#### ABOUT THIS TASK:
How many lines in the entries below include the word "used"? Respond with the number only.

#### ENTRIES PROVIDED:
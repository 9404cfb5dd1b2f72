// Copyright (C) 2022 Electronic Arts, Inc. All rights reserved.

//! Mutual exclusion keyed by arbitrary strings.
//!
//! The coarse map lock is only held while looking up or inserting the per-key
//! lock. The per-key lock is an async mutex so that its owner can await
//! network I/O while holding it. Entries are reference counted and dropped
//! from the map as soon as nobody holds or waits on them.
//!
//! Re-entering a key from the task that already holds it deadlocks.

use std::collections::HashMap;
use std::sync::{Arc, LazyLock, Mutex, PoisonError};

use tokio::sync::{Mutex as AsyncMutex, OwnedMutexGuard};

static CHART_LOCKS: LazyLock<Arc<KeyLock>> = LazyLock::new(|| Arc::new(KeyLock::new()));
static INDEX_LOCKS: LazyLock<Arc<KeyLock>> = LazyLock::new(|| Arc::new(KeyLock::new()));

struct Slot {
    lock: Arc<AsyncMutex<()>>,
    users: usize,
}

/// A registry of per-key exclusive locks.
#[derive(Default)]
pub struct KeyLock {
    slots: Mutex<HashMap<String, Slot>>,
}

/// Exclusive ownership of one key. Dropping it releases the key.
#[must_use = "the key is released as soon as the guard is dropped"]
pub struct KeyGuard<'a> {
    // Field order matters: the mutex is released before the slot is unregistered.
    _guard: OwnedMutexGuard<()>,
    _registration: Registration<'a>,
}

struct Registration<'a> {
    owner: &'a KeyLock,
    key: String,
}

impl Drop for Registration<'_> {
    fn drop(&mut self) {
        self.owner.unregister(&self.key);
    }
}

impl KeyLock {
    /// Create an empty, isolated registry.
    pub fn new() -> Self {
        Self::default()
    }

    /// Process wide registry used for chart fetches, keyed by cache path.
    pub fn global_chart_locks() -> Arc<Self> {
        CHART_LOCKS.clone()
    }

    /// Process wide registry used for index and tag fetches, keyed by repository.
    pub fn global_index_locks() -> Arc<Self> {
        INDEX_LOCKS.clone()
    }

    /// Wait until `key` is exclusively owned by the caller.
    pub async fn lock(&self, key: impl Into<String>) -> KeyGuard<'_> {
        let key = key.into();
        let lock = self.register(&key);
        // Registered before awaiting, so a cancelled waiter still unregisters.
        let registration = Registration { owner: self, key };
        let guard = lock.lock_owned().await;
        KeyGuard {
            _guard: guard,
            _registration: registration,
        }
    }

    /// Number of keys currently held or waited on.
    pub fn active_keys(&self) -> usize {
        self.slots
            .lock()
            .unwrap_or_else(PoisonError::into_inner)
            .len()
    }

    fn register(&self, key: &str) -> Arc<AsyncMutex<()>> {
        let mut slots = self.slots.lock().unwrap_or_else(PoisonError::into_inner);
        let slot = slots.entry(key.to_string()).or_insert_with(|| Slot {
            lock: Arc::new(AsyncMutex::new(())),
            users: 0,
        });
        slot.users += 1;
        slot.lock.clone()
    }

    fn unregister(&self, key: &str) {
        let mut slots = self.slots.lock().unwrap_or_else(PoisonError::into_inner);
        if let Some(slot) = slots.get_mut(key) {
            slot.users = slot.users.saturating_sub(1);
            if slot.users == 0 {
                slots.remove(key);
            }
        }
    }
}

#### EXERCISE OUTPUT:
2